Lisbon Congress Centre, Lisbon, Portugal

Date
16.06.18–19.06.18
Citation
EMJ Neurol. ;6[1]:28-32.

Each article is made available under the terms of the Creative Commons Attribution-Non Commercial 4.0 License.

Summary of the EAN 2018 Presidential Symposium

During this year’s EAN Congress, the EMJ team attended the much-anticipated final presidential symposium chaired by Prof Günther Deuschl as President of the EAN, and we bring to you our own summary of the pioneering findings presented during this thought-provoking symposium on 17th June 2018. Greeted by a rousing applause from a packed auditorium, Prof Deuschl welcomed the audience and commented on the astonishing findings about to be shown in a series of presentations encompassing hot topics at the pinnacle of neurology research, including multiple sclerosis (MS) and its link with gut microbiota, the impact of biomarkers on Alzheimer’s disease (AD), and drug development in migraine treatment.

Immune Pathogenesis of Multiple Sclerosis: Degeneration, Inflammation, and Gut Microbiota

Setting out to educate the audience on the link between MS and gut microbiota, Dr Hartmut Wekerle, Max Planck Institute of Neurobiology, Munich, Germany, began by explaining that the link between neurodegeneration and inflammation has long been established, first described 140 years ago during studies of MS plaques. The more poignant question now is one similar to that of the chicken and the egg: what comes first? Is inflammation caused by neurodegeneration or vice versa?

Dr Wekerle explained that inflammation in the brain is somewhat of a paradox. The healthy brain environment is a hostile place for inflammatory molecules, deficient of all components necessary for inflammatory cells to proliferate. However, this is drastically altered when observing neurodegenerative disease lesions, including AD, Parkinson’s disease, and amyotrophic lateral sclerosis, in which the brain becomes a more hospitable environment for such molecules. Dr Wekerle highlighted that microglia are the crux to this change. Microglia are always present in the brain and under normal circumstances they are dormant; however, when neurons lose their suppressive effect, the microglia become active. This can occur when mitochondria are released during necrosis, due to misfolded proteins commonly seen in neurodegenerative diseases, or as a result of the microbiota.

Bringing us to the cornerstone of the presentation, Dr Wekerle presented many cases linking gut microbiota to neurodegenerative diseases from 2015 until more recently in 2018. One of which involved the study of a transgenic murine model that had cloned myelin autoimmune T cell receptors incorporated into the genome.1 These mice showed axonal destruction with spontaneous relapsing remitting disease, similar to that experienced by early-stage MS patients, highlighting the strong link between gut microbiota and the onset of neurological-like symptoms.

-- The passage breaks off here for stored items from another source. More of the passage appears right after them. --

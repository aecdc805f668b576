use std::sync::{Arc, Mutex, OnceLock};

use regex::Regex;
use serde::{Deserialize, Serialize};

use crate::errors::ParleyError;
use crate::storage::{KEY_LOCAL_ID, KEY_REMOTE_ID, KeyValueStore};

/// Groups messages by the ordered (local id, remote id) pair.
///
/// Peer ids never contain `:`, so the joined form is unambiguous.
#[derive(Debug, Clone, PartialEq, Eq, Hash, Serialize, Deserialize)]
#[serde(transparent)]
pub struct ConversationKey(String);

impl ConversationKey {
    pub fn new(local_id: &str, remote_id: &str) -> Self {
        Self(format!("{local_id}:{remote_id}"))
    }

    pub fn as_str(&self) -> &str {
        &self.0
    }
}

impl std::fmt::Display for ConversationKey {
    fn fmt(&self, f: &mut std::fmt::Formatter<'_>) -> std::fmt::Result {
        f.write_str(&self.0)
    }
}

fn peer_id_regex() -> &'static Regex {
    static RE: OnceLock<Regex> = OnceLock::new();
    RE.get_or_init(|| {
        Regex::new(r"^[A-Za-z0-9]+(?:[ _-][A-Za-z0-9]+)*$").expect("static peer id pattern")
    })
}

/// Validate a peer id against the broker's id grammar.
///
/// Surrounding whitespace is ignored; the trimmed id is returned.
pub fn validate_peer_id(input: &str) -> Result<String, ParleyError> {
    let candidate = input.trim();
    if peer_id_regex().is_match(candidate) {
        Ok(candidate.to_string())
    } else {
        Err(ParleyError::InvalidPeerId(candidate.to_string()))
    }
}

fn generate_peer_id() -> String {
    format!("parley-{}", uuid::Uuid::new_v4().simple())
}

#[derive(Debug, Default)]
struct IdentityState {
    local_id: Option<String>,
    remote_id: Option<String>,
    /// Set once a transport session has been bound to `local_id`.
    bound: bool,
}

/// Owns the durable local id and the current counterpart id.
pub struct IdentityStore {
    store: Arc<dyn KeyValueStore>,
    state: Mutex<IdentityState>,
    remember_counterpart: bool,
}

impl IdentityStore {
    pub fn load(store: Arc<dyn KeyValueStore>, remember_counterpart: bool) -> Self {
        let local_id = store
            .get(KEY_LOCAL_ID)
            .and_then(|id| validate_peer_id(&id).ok());
        let remote_id = if remember_counterpart {
            store
                .get(KEY_REMOTE_ID)
                .and_then(|id| validate_peer_id(&id).ok())
        } else {
            None
        };
        tracing::debug!("identity loaded: local={local_id:?} remote={remote_id:?}");
        Self {
            store,
            state: Mutex::new(IdentityState {
                local_id,
                remote_id,
                bound: false,
            }),
            remember_counterpart,
        }
    }

    fn lock(&self) -> std::sync::MutexGuard<'_, IdentityState> {
        self.state.lock().unwrap_or_else(|e| e.into_inner())
    }

    pub fn local_id(&self) -> Option<String> {
        self.lock().local_id.clone()
    }

    pub fn remote_id(&self) -> Option<String> {
        self.lock().remote_id.clone()
    }

    /// Resolve the id a transport session is created with.
    ///
    /// The first bind accepts an explicit id, falls back to the durable one,
    /// and generates a fresh id when neither exists. The result is persisted
    /// and immutable for the rest of the process.
    pub fn bind_local_id(&self, requested: Option<&str>) -> Result<String, ParleyError> {
        let requested = requested.map(validate_peer_id).transpose()?;
        let mut state = self.lock();

        if state.bound {
            let current = state.local_id.clone().ok_or(ParleyError::NoIdentity)?;
            return match requested {
                Some(id) if id != current => Err(ParleyError::IdentityLocked(current)),
                _ => Ok(current),
            };
        }

        let id = match requested.or_else(|| state.local_id.clone()) {
            Some(id) => id,
            None => {
                let id = generate_peer_id();
                tracing::info!("generated local peer id {id}");
                id
            }
        };
        self.store.set(KEY_LOCAL_ID, &id);
        state.local_id = Some(id.clone());
        state.bound = true;
        Ok(id)
    }

    /// Switch the active conversation to `remote_id`.
    pub fn set_remote_id(&self, remote_id: &str) -> Result<String, ParleyError> {
        let id = validate_peer_id(remote_id)?;
        self.lock().remote_id = Some(id.clone());
        if self.remember_counterpart {
            self.store.set(KEY_REMOTE_ID, &id);
        }
        Ok(id)
    }

    /// Key of the active pair, once both ids are known.
    pub fn conversation_key(&self) -> Option<ConversationKey> {
        let state = self.lock();
        match (&state.local_id, &state.remote_id) {
            (Some(local), Some(remote)) => Some(ConversationKey::new(local, remote)),
            _ => None,
        }
    }

    /// Key for a conversation between the local id and `remote_id`.
    pub fn key_for(&self, remote_id: &str) -> Option<ConversationKey> {
        self.lock()
            .local_id
            .as_deref()
            .map(|local| ConversationKey::new(local, remote_id))
    }
}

Dr Wekerle addressed the concerns of some researchers regarding the translation of these murine model studies to the clinic by highlighting a study of monozygotic twins,2 one of whom had MS and the other was unaffected. Faecal transplants from each twin were transplanted into germ-free mice. The results were remarkable; a faecal transplant from the MS twin triggered spontaneous relapsing remitting MS-like disease in the mice, while the transplant from the unaffected twin had no effect. This study shows just how interlinked the onset of MS and gut microbiota are, potentially offering a new line of treatment for MS patients.

The closing address of Dr Wekerle’s presentation focussed on the future of these therapeutic options. He suggested that antibiotic or phage therapies could be used to remove the bacteria causing inflammation in the brain and reduce the subsequent neurodegeneration, as could dietary modifications or faecal transplants. He did, however, advise against these therapies at present until further clinical studies are conducted, noting that more research is needed to ascertain whether these therapies will have a safe and efficacious effect for those living with MS.

The Evolution of Alzheimer’s Disease and Dementia

The spotlight was then placed on Prof Philip Scheltens, Alzheimer’s Center, Amsterdam, Netherlands, whose presentation focussed on how biomarkers have changed the field of dementia. He began by expressing what an honour it was to present to such a varied neurological audience on a topic that he believes is so important to the progression of AD research and treatment, as well as dementia as a whole. Prof Scheltens described dementia as an illogical disease and emphasised the pivotal role biomarkers continue to play in the development of this field.

The 2018 Brain Prize winners, John Hardy, Bart de Strooper, Christian Haass, and Michel Goert, were all highly praised by Prof Scheltens for their work on dementia genetics, secretases, and tau genetics and proteins. Prof Scheltens noted that this area of research is fully deserving of such highly prestigious accolades due to the relatively infantile stage that research is currently at in regard to understanding these complex diseases. He reminded the audience that we are only at the beginning of this exciting and momentous journey and there is still much to learn.

Prof Scheltens continued his presentation by highlighting how far neurology research into dementia has progressed; only 30 years ago fludeoxyglucose positron emission tomography (FDG-PET) was used to diagnose dementia, but now biomarkers have changed the whole concept of disease management. Prof Scheltens took the audience through the evolution of biomarkers in dementia and AD: from the 1980s using FDG-PET scans to identify AD brains to 1986 with the introduction of hippocampus CT imaging, fast forwarding to 1992 with the evolution of the coronal MRI slices, and then to more recently in 2004 with the first amyloid imaging used to show amyloid proteins with PET scans. Prof Scheltens highlighted that tau images are also unique between AD patients and commented that their future use in clinical trials as an outcome measurement in AD is bright.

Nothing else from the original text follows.